13

Однако было бы неправильно сказать, что все было только негативное, что весь мой путь развития в эти годы сводился к отторжению советской системы. Нет. Было много такого, что расширило кругозор, взгляд на мир, позволило как-то подняться выше по ступенькам развития. Особенно важным и, может быть, в каком-то смысле решающим событием в моей жизни была поездка в тридцать пятом году в Коктебель.

Мама вела кружок кукольного театра при Союзе писателей. Поэтому ей продали путевки в писательский дом в Коктебеле. Когда мы приехали, я сразу же была очарована немыслимой красотой этого места. Это восточный берег Крыма, сильно отличающийся от южного, он более суров. И мне казалось, что я попала на греческую землю. Так я себе воображала. Эта земля растрескавшаяся, этот изумительной красоты абрис одной из самых древних в Европе горных цепей – Карадага, – все это было пленительно. А дополнением к этому, гармоничным и поэтичным, был Дом поэта, дом Волошина.

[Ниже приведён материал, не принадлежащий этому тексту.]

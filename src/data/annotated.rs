//! Annotated matrix store: expression data plus cell and gene annotations.
//!
//! A minimal stand-in for the AnnData layout used across single-cell
//! tooling: a primary matrix `X`, optional named layers of the same shape,
//! per-cell observations, per-gene annotation columns, and the unstructured
//! entries HVG selection reads (`log1p`) and writes (`hvg`).

use crate::data::result::{GeneStats, HvgTable};
use crate::data::{CellMetadata, ExpressionMatrix};
use crate::error::{HvgError, Result};
use crate::hvg::Flavor;
use serde::{Deserialize, Serialize};
use std::collections::{BTreeMap, HashSet};

/// Provenance of a previous `log1p` transform.
#[derive(Debug, Clone, Copy, PartialEq, Default, Serialize, Deserialize)]
pub struct Log1pInfo {
    /// Logarithm base; `None` means natural log.
    pub base: Option<f64>,
}

/// One per-gene annotation column.
#[derive(Debug, Clone, PartialEq, Serialize, Deserialize)]
pub enum VarColumn {
    Bool(Vec<bool>),
    Float(Vec<f64>),
    Int(Vec<i64>),
}

impl VarColumn {
    pub fn len(&self) -> usize {
        match self {
            VarColumn::Bool(v) => v.len(),
            VarColumn::Float(v) => v.len(),
            VarColumn::Int(v) => v.len(),
        }
    }

    pub fn is_empty(&self) -> bool {
        self.len() == 0
    }

    pub fn as_bool(&self) -> Option<&[bool]> {
        match self {
            VarColumn::Bool(v) => Some(v),
            _ => None,
        }
    }

    pub fn as_float(&self) -> Option<&[f64]> {
        match self {
            VarColumn::Float(v) => Some(v),
            _ => None,
        }
    }

    pub fn as_int(&self) -> Option<&[i64]> {
        match self {
            VarColumn::Int(v) => Some(v),
            _ => None,
        }
    }

    fn select(&self, keep: &[bool]) -> Self {
        fn pick<T: Clone>(values: &[T], keep: &[bool]) -> Vec<T> {
            values
                .iter()
                .zip(keep)
                .filter(|(_, k)| **k)
                .map(|(v, _)| v.clone())
                .collect()
        }
        match self {
            VarColumn::Bool(v) => VarColumn::Bool(pick(v, keep)),
            VarColumn::Float(v) => VarColumn::Float(pick(v, keep)),
            VarColumn::Int(v) => VarColumn::Int(pick(v, keep)),
        }
    }
}

/// Cell × gene expression data with annotations.
#[derive(Debug, Clone)]
pub struct AnnotatedMatrix {
    x: ExpressionMatrix,
    layers: BTreeMap<String, ExpressionMatrix>,
    obs: CellMetadata,
    var: BTreeMap<String, VarColumn>,
    log1p: Option<Log1pInfo>,
    hvg: Option<Flavor>,
}

impl AnnotatedMatrix {
    /// Wrap a primary matrix with empty annotations.
    pub fn new(x: ExpressionMatrix) -> Self {
        let obs = CellMetadata::new(x.cell_ids().to_vec());
        Self {
            x,
            layers: BTreeMap::new(),
            obs,
            var: BTreeMap::new(),
            log1p: None,
            hvg: None,
        }
    }

    /// Attach per-cell observations; every matrix cell must be present.
    pub fn with_obs(mut self, obs: CellMetadata) -> Result<Self> {
        let known: HashSet<&str> = obs.cell_ids().iter().map(String::as_str).collect();
        if let Some(missing) = self
            .x
            .cell_ids()
            .iter()
            .find(|id| !known.contains(id.as_str()))
        {
            return Err(HvgError::CellMismatch(format!(
                "Cell '{}' not found in metadata",
                missing
            )));
        }
        self.obs = obs;
        Ok(self)
    }

    /// Add a named layer with the same cells and genes as `X`.
    pub fn with_layer(mut self, name: &str, layer: ExpressionMatrix) -> Result<Self> {
        if layer.n_cells() != self.x.n_cells() {
            return Err(HvgError::DimensionMismatch {
                expected: self.x.n_cells(),
                actual: layer.n_cells(),
            });
        }
        if layer.n_genes() != self.x.n_genes() {
            return Err(HvgError::DimensionMismatch {
                expected: self.x.n_genes(),
                actual: layer.n_genes(),
            });
        }
        self.layers.insert(name.to_string(), layer);
        Ok(self)
    }

    /// Record that `X` holds `log1p`-transformed values.
    pub fn with_log1p(mut self, info: Log1pInfo) -> Self {
        self.log1p = Some(info);
        self
    }

    pub fn x(&self) -> &ExpressionMatrix {
        &self.x
    }

    /// `X` or the named layer.
    pub fn matrix(&self, layer: Option<&str>) -> Result<&ExpressionMatrix> {
        match layer {
            None => Ok(&self.x),
            Some(name) => self
                .layers
                .get(name)
                .ok_or_else(|| HvgError::MissingLayer(name.to_string())),
        }
    }

    pub fn obs(&self) -> &CellMetadata {
        &self.obs
    }

    pub fn log1p(&self) -> Option<&Log1pInfo> {
        self.log1p.as_ref()
    }

    /// Flavor of the last in-place HVG run.
    pub fn hvg(&self) -> Option<Flavor> {
        self.hvg
    }

    pub fn n_cells(&self) -> usize {
        self.x.n_cells()
    }

    pub fn n_genes(&self) -> usize {
        self.x.n_genes()
    }

    pub fn gene_ids(&self) -> &[String] {
        self.x.gene_ids()
    }

    /// A per-gene annotation column.
    pub fn var(&self, column: &str) -> Option<&VarColumn> {
        self.var.get(column)
    }

    /// Names of all per-gene annotation columns.
    pub fn var_columns(&self) -> Vec<&str> {
        self.var.keys().map(String::as_str).collect()
    }

    /// Insert or replace a per-gene annotation column.
    pub fn set_var(&mut self, column: &str, values: VarColumn) -> Result<()> {
        if values.len() != self.n_genes() {
            return Err(HvgError::DimensionMismatch {
                expected: self.n_genes(),
                actual: values.len(),
            });
        }
        self.var.insert(column.to_string(), values);
        Ok(())
    }

    /// Write HVG columns into `var` and record the flavor.
    pub fn write_hvg(&mut self, table: &HvgTable) -> Result<()> {
        if table.len() != self.n_genes() {
            return Err(HvgError::DimensionMismatch {
                expected: self.n_genes(),
                actual: table.len(),
            });
        }
        let float = |f: fn(&GeneStats) -> Option<f64>| {
            VarColumn::Float(table.iter().map(|g| f(g).unwrap_or(f64::NAN)).collect())
        };

        self.set_var("highly_variable", VarColumn::Bool(table.mask()))?;
        self.set_var(
            "means",
            VarColumn::Float(table.iter().map(|g| g.means).collect()),
        )?;
        if table.flavor.is_dispersion_based() {
            self.set_var("dispersions", float(|g| g.dispersions))?;
            self.set_var("dispersions_norm", float(|g| g.dispersions_norm))?;
        } else {
            self.set_var("variances", float(|g| g.variances))?;
            self.set_var("variances_norm", float(|g| g.variances_norm))?;
            self.set_var("highly_variable_rank", float(|g| g.highly_variable_rank))?;
        }
        if table.batched {
            self.set_var(
                "highly_variable_nbatches",
                VarColumn::Int(
                    table
                        .iter()
                        .map(|g| g.highly_variable_nbatches.unwrap_or(0) as i64)
                        .collect(),
                ),
            )?;
            if table.flavor.is_dispersion_based() {
                self.set_var(
                    "highly_variable_intersection",
                    VarColumn::Bool(
                        table
                            .iter()
                            .map(|g| g.highly_variable_intersection.unwrap_or(false))
                            .collect(),
                    ),
                )?;
            }
        }
        self.hvg = Some(table.flavor);
        Ok(())
    }

    /// Restrict genes to those flagged in `keep`, across `X`, layers and `var`.
    pub fn subset_genes(&mut self, keep: &[bool]) -> Result<()> {
        if keep.len() != self.n_genes() {
            return Err(HvgError::DimensionMismatch {
                expected: self.n_genes(),
                actual: keep.len(),
            });
        }
        let indices: Vec<usize> = keep
            .iter()
            .enumerate()
            .filter(|(_, k)| **k)
            .map(|(i, _)| i)
            .collect();
        self.x = self.x.subset_genes(&indices)?;
        for layer in self.layers.values_mut() {
            *layer = layer.subset_genes(&indices)?;
        }
        for column in self.var.values_mut() {
            *column = column.select(keep);
        }
        Ok(())
    }
}

#[cfg(test)]
mod tests {
    use super::*;
    use nalgebra::DMatrix;

    fn adata() -> AnnotatedMatrix {
        let x = DMatrix::from_row_slice(2, 3, &[1.0, 0.0, 2.0, 3.0, 1.0, 0.0]);
        let cells = vec!["c1".to_string(), "c2".to_string()];
        let genes = vec!["g1".to_string(), "g2".to_string(), "g3".to_string()];
        AnnotatedMatrix::new(ExpressionMatrix::from_dense(x, cells, genes).unwrap())
    }

    #[test]
    fn test_layers() {
        let base = adata();
        let counts = base.x().map_values(|v| v * 10.0);
        let a = base.with_layer("counts", counts).unwrap();
        assert_eq!(a.matrix(Some("counts")).unwrap().get(1, 0), 30.0);
        assert_eq!(a.matrix(None).unwrap().get(1, 0), 3.0);
        assert!(matches!(a.matrix(Some("raw")), Err(HvgError::MissingLayer(_))));
    }

    #[test]
    fn test_layer_shape_checked() {
        let a = adata();
        let wrong = a.x().subset_genes(&[0]).unwrap();
        assert!(a.with_layer("bad", wrong).is_err());
    }

    #[test]
    fn test_obs_must_cover_cells() {
        let obs = CellMetadata::new(vec!["c1".to_string()]);
        assert!(matches!(adata().with_obs(obs), Err(HvgError::CellMismatch(_))));
    }

    #[test]
    fn test_write_hvg_and_subset() {
        let mut a = adata();
        let genes: Vec<GeneStats> = ["g1", "g2", "g3"]
            .iter()
            .enumerate()
            .map(|(i, id)| {
                let mut g = GeneStats::new(id.to_string(), i as f64);
                g.dispersions = Some(1.0);
                g.dispersions_norm = Some(i as f64);
                g.highly_variable = i != 1;
                g
            })
            .collect();
        let table = HvgTable::new(Flavor::CellRanger, false, genes);
        a.write_hvg(&table).unwrap();

        assert_eq!(a.hvg(), Some(Flavor::CellRanger));
        assert_eq!(
            a.var("highly_variable").unwrap().as_bool(),
            Some(&[true, false, true][..])
        );
        assert!(a.var("variances").is_none());

        let mask = table.mask();
        a.subset_genes(&mask).unwrap();
        assert_eq!(a.n_genes(), 2);
        assert_eq!(a.gene_ids(), &["g1", "g3"]);
        assert_eq!(a.var("means").unwrap().as_float(), Some(&[0.0, 2.0][..]));
    }
}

Волошин когда-то выбрал этот греко-болгарский поселок, чтобы купить там землю, и построил по своему проекту удивительно красивый дом. Он привез из Египта статую, мраморную голову богини Таиах, которая стала в нижнем большом салоне центром, объединяющим всю структуру этого дома. А вокруг – книжные полки, книжные полки, где имелась, во-первых, изумительная французская библиотека, что для меня было очень важно, и я кинулась читать французские книги, а еще была собрана вся поэзия Серебряного века. Так что там я впервые прочла и Цветаеву и Мандельштама. Это была, можно уверенно сказать, какая-то новая ступень моего осмысления литературы, поэзии, жизни – всего.

Тогда же я познакомилась с другом, который потом прошел через всю мою жизнь, – с Ильей Нусиновым, Элькой, как его все звали. Он тоже со своей мамой отдыхал в Коктебеле. Его отец был известный литературовед и теоретик литературы.

А с другой стороны, мама подружилась с Марьей Степановной Волошиной, поэтому я получила возможность ходить на изумительные вечера, которые устраивались у нее дома. То это были музыкальные вечера, то читались старые стихи, то молодые поэты приезжали. Там, скажем, я впервые услышала Михалкова – тогда это был довольно милый мальчик, читал «Дядю Степу», которого только что написал, и совсем не обещал стать тем продажным ‹…› каким стал в дальнейшем[7]. И его Марья Степановна вполне принимала и пускала в дом.

Волошин умер в тридцать втором году. Все это было еще очень свежо. Дух его – человека необычайно гуманного, поэтического, широких взглядов – витал в этих стенах. В день его смерти плели венки и шли на его могилу – а он завещал себя похоронить на вершине одного холма, откуда видна вся долина Коктебеля, – и вот мы поднимались туда, и все это было овеяно такой живой, воплощенной в жизнь поэзией, которая не могла не произвести огромного впечатления на девочку в пятнадцать лет.

Марья Степановна, когда кончилась наша путевка, предложила маме оставить меня у нее на чердаке, где жили еще несколько ребят, дети ее друзей. И невероятное чудо – я была уверена, что мама не разрешит, – мама разрешила. Она была очарована Марьей Степановной, которая была очень интересной женщиной, очень своеобразной.

Она работала медсестрой, но была человеком исключительно широких гуманных взглядов. Она была христианкой действенной, активной, считала, что задача человека на земле – помогать другим. Поэтому, будучи медсестрой, ходила всех лечить в эту болгарскую деревню – деревня была главным образом болгарской, греков там осталось мало, но были и греки, которых выселили в начале войны, – ходила лечить всех, всех прятала, всех кормила, хотела приголубить и обнять как можно больше людей. И такое отношение к жизни, конечно, произвело на меня сильное и формирующее впечатление, безусловно. Что прежде всего нужно помочь, а потом разбираться во всем остальном. Что нельзя отказывать никому, нужно доверять и помогать. Такая жизненная установка. Это очень хорошая установка для девочки в пятнадцать лет.